■ WHAT YOU ARE ASKED TO DO: In the entries below, every line that contains "plain" must be located and copied.

- - - - -

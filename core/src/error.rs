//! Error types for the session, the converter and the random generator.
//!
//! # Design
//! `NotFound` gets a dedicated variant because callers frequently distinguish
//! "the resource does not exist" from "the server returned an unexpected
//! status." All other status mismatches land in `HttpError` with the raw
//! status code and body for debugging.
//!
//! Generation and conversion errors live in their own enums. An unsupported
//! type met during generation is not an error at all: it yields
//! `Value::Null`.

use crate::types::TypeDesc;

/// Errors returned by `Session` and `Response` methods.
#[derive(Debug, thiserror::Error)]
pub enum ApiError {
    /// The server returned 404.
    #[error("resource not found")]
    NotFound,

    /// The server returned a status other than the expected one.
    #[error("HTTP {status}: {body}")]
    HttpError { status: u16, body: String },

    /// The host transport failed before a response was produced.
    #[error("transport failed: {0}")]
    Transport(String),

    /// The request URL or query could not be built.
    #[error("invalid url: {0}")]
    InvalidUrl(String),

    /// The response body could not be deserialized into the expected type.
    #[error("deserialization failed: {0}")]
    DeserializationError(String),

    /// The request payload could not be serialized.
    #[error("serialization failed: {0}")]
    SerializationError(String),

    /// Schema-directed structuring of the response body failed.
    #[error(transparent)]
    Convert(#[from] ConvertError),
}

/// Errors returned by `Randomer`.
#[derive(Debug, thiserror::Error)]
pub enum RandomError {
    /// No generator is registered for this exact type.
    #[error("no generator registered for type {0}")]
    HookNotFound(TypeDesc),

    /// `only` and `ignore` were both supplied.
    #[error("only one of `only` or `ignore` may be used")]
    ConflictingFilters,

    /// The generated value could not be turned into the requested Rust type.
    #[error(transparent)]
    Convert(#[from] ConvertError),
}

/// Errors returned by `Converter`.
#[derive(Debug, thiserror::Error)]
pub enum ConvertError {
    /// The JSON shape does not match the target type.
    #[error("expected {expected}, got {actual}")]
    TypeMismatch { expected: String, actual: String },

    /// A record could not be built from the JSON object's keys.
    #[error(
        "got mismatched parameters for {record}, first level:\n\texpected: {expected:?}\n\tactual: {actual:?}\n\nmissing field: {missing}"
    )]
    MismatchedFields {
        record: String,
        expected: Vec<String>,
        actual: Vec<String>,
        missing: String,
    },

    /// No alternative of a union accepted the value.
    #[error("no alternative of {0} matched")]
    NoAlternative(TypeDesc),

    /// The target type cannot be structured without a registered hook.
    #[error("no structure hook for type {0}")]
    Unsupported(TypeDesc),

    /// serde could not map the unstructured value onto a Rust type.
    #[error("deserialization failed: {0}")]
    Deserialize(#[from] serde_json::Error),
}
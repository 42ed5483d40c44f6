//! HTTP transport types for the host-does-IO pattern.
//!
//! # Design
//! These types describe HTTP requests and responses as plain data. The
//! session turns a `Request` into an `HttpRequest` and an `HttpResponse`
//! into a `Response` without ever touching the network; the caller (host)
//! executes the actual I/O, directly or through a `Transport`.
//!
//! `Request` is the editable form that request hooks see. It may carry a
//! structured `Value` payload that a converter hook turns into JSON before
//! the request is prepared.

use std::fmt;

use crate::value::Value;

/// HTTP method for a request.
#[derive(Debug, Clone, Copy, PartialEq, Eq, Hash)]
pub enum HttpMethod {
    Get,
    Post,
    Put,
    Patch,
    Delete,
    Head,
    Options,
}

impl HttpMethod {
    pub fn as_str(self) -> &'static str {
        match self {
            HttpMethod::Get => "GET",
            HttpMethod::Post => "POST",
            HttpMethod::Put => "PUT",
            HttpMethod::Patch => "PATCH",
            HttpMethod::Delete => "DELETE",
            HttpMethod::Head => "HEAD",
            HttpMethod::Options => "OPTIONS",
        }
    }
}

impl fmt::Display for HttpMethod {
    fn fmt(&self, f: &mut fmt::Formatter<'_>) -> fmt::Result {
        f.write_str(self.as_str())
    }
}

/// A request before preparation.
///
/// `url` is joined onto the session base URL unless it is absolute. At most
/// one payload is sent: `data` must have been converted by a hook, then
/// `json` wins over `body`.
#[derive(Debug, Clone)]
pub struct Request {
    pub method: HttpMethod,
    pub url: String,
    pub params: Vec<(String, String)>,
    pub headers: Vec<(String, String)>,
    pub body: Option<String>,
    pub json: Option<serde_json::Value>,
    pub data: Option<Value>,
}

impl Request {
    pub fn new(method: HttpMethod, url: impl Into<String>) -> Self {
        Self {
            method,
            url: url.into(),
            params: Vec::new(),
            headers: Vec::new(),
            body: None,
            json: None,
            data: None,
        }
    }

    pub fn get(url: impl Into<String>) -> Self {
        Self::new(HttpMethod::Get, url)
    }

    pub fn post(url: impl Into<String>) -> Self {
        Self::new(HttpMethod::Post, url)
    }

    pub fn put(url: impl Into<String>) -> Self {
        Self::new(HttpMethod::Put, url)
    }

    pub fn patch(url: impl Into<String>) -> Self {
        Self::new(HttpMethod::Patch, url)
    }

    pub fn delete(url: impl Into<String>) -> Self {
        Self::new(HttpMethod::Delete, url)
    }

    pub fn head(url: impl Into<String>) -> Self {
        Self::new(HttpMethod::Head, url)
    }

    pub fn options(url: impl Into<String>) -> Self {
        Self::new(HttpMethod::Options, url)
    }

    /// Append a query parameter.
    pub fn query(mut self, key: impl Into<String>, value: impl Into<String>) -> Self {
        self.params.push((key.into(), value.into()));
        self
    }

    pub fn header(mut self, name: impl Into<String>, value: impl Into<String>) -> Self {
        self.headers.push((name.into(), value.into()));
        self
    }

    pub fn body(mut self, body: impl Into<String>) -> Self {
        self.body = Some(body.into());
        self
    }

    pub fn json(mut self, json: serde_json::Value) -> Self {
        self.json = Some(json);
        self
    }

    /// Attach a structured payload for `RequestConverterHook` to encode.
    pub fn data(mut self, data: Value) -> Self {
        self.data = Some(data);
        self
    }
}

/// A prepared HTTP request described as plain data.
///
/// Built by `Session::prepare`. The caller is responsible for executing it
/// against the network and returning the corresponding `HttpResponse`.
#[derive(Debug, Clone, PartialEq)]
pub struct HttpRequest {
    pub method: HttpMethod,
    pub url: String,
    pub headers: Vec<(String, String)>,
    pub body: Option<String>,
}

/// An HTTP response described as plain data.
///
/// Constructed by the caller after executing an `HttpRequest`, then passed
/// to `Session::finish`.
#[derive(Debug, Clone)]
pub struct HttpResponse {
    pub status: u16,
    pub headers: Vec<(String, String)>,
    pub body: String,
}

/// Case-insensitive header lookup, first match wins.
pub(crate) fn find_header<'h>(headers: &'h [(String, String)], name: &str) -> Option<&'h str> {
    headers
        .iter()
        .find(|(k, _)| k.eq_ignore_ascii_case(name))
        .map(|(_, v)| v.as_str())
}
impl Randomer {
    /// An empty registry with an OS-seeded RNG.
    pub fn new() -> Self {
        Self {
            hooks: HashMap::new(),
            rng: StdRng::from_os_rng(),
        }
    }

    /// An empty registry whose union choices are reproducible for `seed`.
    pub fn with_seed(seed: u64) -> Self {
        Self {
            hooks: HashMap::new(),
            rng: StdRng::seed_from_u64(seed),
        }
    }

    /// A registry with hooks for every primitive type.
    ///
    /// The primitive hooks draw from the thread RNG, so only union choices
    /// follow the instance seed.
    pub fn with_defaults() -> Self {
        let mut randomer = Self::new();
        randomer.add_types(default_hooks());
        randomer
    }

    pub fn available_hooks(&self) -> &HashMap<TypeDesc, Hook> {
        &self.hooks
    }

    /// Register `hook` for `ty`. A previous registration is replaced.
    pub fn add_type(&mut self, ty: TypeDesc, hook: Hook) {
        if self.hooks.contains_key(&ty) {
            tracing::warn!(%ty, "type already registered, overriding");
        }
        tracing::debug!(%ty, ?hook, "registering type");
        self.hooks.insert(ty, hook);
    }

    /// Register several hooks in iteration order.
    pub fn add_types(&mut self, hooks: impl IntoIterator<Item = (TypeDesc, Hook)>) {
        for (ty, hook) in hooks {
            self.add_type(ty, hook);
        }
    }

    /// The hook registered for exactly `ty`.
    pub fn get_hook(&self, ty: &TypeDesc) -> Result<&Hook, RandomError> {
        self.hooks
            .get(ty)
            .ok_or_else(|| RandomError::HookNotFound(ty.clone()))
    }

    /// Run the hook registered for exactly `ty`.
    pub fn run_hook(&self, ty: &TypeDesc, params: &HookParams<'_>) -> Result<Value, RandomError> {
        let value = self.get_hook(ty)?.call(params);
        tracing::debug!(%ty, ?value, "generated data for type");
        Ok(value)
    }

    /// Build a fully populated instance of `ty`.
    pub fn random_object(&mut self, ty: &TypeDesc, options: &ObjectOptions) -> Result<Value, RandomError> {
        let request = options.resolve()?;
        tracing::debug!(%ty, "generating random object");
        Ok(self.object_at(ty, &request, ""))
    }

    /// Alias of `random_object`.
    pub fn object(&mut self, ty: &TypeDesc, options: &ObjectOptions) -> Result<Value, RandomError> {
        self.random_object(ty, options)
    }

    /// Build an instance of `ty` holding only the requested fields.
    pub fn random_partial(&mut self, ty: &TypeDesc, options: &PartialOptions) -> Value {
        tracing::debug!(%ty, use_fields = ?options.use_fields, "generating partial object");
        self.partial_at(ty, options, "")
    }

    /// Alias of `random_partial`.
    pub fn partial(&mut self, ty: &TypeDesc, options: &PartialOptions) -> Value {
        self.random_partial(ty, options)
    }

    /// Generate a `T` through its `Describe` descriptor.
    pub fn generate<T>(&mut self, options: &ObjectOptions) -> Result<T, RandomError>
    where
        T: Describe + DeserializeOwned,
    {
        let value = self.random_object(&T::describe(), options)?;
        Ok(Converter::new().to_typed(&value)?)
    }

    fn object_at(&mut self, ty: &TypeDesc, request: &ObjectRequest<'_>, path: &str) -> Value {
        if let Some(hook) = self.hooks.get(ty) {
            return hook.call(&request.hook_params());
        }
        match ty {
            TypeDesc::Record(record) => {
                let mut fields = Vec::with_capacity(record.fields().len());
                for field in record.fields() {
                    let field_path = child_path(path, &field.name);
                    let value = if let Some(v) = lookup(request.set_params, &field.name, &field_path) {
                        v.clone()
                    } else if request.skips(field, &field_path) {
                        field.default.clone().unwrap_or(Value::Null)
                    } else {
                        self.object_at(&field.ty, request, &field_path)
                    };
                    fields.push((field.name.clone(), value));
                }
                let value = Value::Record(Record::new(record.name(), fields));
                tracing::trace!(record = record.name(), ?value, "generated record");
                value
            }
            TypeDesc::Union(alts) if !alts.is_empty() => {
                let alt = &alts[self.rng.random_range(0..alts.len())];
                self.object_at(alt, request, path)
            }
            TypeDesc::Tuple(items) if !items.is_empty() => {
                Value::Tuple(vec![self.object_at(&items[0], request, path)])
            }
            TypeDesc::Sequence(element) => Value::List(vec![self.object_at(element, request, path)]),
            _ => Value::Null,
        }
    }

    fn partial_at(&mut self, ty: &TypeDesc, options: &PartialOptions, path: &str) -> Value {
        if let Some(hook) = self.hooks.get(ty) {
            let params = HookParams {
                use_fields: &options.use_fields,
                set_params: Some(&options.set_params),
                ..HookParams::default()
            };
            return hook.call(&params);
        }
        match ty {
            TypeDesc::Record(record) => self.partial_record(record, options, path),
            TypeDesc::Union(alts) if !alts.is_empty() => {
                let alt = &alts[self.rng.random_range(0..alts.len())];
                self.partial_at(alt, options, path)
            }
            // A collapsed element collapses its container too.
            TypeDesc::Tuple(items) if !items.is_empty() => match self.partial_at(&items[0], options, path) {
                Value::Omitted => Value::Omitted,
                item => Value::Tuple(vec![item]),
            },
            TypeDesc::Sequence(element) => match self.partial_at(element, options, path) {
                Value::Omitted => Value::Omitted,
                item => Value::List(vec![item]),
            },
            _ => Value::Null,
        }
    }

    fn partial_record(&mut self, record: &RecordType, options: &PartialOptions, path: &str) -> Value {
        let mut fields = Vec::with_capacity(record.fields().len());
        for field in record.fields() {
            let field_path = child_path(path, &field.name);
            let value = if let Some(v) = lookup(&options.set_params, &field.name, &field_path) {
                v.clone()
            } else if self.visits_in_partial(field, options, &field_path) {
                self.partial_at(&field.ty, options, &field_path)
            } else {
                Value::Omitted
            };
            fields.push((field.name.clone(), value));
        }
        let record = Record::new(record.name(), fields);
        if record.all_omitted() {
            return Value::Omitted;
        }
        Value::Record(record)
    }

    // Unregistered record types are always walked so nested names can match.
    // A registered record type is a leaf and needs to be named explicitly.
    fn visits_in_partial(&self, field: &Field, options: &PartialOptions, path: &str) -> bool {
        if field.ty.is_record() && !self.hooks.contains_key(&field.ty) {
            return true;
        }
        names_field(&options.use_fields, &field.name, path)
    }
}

- - - - -

■ EXERCISE RESULT:
//! These types describe HTTP requests and responses as plain data. The
/// A prepared HTTP request described as plain data.
/// An HTTP response described as plain data.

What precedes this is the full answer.